◆ LISTED ENTRIES ◆
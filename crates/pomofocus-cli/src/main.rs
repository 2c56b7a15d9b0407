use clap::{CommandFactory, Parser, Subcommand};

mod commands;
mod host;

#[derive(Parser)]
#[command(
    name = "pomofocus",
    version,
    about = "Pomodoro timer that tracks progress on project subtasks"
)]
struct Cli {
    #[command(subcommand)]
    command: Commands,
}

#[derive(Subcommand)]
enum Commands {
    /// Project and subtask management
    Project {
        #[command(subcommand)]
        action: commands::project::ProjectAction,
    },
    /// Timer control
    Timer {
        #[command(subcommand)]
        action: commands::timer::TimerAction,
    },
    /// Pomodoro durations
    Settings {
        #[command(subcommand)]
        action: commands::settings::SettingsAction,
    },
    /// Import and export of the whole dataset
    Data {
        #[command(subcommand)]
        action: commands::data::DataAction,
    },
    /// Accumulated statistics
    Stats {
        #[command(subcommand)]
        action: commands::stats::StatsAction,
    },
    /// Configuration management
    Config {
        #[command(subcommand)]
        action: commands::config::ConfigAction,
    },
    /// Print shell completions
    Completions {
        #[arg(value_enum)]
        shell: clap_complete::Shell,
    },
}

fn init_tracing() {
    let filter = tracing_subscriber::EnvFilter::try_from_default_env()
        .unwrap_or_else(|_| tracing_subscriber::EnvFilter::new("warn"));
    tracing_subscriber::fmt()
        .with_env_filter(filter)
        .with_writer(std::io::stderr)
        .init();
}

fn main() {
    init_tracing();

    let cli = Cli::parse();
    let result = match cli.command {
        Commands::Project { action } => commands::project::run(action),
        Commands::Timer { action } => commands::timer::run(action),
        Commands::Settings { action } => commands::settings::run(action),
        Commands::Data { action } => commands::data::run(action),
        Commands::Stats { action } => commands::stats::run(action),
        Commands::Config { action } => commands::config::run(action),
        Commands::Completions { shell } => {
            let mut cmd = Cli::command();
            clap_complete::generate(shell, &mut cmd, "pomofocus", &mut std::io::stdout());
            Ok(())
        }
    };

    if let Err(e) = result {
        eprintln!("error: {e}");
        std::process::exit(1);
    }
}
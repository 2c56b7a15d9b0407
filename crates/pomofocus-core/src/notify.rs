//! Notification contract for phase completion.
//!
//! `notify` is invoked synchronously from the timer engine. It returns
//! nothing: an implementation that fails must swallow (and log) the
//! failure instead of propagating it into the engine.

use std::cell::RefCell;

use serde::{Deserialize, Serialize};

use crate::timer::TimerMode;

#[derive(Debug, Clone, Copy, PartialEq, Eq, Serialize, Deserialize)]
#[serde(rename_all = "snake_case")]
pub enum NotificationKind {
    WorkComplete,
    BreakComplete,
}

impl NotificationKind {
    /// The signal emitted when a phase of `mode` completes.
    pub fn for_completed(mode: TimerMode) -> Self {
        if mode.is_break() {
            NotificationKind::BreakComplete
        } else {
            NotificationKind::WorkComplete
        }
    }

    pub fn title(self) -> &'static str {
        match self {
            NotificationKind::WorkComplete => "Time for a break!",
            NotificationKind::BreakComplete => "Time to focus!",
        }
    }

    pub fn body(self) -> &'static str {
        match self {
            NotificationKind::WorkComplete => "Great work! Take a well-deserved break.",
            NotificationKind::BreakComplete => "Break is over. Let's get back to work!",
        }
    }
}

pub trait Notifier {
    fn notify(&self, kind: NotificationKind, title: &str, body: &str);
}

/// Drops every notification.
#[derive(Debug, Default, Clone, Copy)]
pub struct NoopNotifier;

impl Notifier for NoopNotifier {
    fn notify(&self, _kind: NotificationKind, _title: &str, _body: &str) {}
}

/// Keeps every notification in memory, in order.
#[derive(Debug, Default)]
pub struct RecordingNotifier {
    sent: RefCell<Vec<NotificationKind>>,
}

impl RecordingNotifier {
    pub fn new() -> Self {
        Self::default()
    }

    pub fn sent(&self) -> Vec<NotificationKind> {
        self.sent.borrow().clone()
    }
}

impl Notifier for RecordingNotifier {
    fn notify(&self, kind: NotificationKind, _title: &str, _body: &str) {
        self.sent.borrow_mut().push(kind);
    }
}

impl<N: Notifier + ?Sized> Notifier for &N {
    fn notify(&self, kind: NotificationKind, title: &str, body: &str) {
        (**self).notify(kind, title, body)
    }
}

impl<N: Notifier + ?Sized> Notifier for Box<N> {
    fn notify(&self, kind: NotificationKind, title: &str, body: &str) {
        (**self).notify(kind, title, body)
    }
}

◆ REQUIRED ACTION ◆
All of the material above should be restated verbatim.

◆ REPLY TO THE EXERCISE ◆
filename crates/pomofocus-cli/src/main.rs
repository 2c56b7a15d9b0407
use clap::{CommandFactory, Parser, Subcommand};

mod commands;
mod host;

#[derive(Parser)]
#[command(
    name = "pomofocus",
    version,
    about = "Pomodoro timer that tracks progress on project subtasks"
)]
struct Cli {
    #[command(subcommand)]
    command: Commands,
}

#[derive(Subcommand)]
enum Commands {
    /// Project and subtask management
    Project {
        #[command(subcommand)]
        action: commands::project::ProjectAction,
    },
    /// Timer control
    Timer {
        #[command(subcommand)]
        action: commands::timer::TimerAction,
    },
    /// Pomodoro durations
    Settings {
        #[command(subcommand)]
        action: commands::settings::SettingsAction,
    },
    /// Import and export of the whole dataset
    Data {
        #[command(subcommand)]
        action: commands::data::DataAction,
    },
    /// Accumulated statistics
    Stats {
        #[command(subcommand)]
        action: commands::stats::StatsAction,
    },
    /// Configuration management
    Config {
        #[command(subcommand)]
        action: commands::config::ConfigAction,
    },
    /// Print shell completions
    Completions {
        #[arg(value_enum)]
        shell: clap_complete::Shell,
    },
}

fn init_tracing() {
    let filter = tracing_subscriber::EnvFilter::try_from_default_env()
        .unwrap_or_else(|_| tracing_subscriber::EnvFilter::new("warn"));
    tracing_subscriber::fmt()
        .with_env_filter(filter)
        .with_writer(std::io::stderr)
        .init();
}

fn main() {
    init_tracing();

    let cli = Cli::parse();
    let result = match cli.command {
        Commands::Project { action } => commands::project::run(action),
        Commands::Timer { action } => commands::timer::run(action),
        Commands::Settings { action } => commands::settings::run(action),
        Commands::Data { action } => commands::data::run(action),
        Commands::Stats { action } => commands::stats::run(action),
        Commands::Config { action } => commands::config::run(action),
        Commands::Completions { shell } => {
            let mut cmd = Cli::command();
            clap_complete::generate(shell, &mut cmd, "pomofocus", &mut std::io::stdout());
            Ok(())
        }
    };

    if let Err(e) = result {
        eprintln!("error: {e}");
        std::process::exit(1);
    }
}
repository 2c56b7a15d9b0407
filename crates/pomofocus-core/src/notify.rs
//! Notification contract for phase completion.
//!
//! `notify` is invoked synchronously from the timer engine. It returns
//! nothing: an implementation that fails must swallow (and log) the
//! failure instead of propagating it into the engine.

use std::cell::RefCell;

use serde::{Deserialize, Serialize};

use crate::timer::TimerMode;

#[derive(Debug, Clone, Copy, PartialEq, Eq, Serialize, Deserialize)]
#[serde(rename_all = "snake_case")]
pub enum NotificationKind {
    WorkComplete,
    BreakComplete,
}

impl NotificationKind {
    /// The signal emitted when a phase of `mode` completes.
    pub fn for_completed(mode: TimerMode) -> Self {
        if mode.is_break() {
            NotificationKind::BreakComplete
        } else {
            NotificationKind::WorkComplete
        }
    }

    pub fn title(self) -> &'static str {
        match self {
            NotificationKind::WorkComplete => "Time for a break!",
            NotificationKind::BreakComplete => "Time to focus!",
        }
    }

    pub fn body(self) -> &'static str {
        match self {
            NotificationKind::WorkComplete => "Great work! Take a well-deserved break.",
            NotificationKind::BreakComplete => "Break is over. Let's get back to work!",
        }
    }
}

pub trait Notifier {
    fn notify(&self, kind: NotificationKind, title: &str, body: &str);
}

/// Drops every notification.
#[derive(Debug, Default, Clone, Copy)]
pub struct NoopNotifier;

impl Notifier for NoopNotifier {
    fn notify(&self, _kind: NotificationKind, _title: &str, _body: &str) {}
}

/// Keeps every notification in memory, in order.
#[derive(Debug, Default)]
pub struct RecordingNotifier {
    sent: RefCell<Vec<NotificationKind>>,
}

impl RecordingNotifier {
    pub fn new() -> Self {
        Self::default()
    }

    pub fn sent(&self) -> Vec<NotificationKind> {
        self.sent.borrow().clone()
    }
}

impl Notifier for RecordingNotifier {
    fn notify(&self, kind: NotificationKind, _title: &str, _body: &str) {
        self.sent.borrow_mut().push(kind);
    }
}

impl<N: Notifier + ?Sized> Notifier for &N {
    fn notify(&self, kind: NotificationKind, title: &str, body: &str) {
        (**self).notify(kind, title, body)
    }
}

impl<N: Notifier + ?Sized> Notifier for Box<N> {
    fn notify(&self, kind: NotificationKind, title: &str, body: &str) {
        (**self).notify(kind, title, body)
    }
}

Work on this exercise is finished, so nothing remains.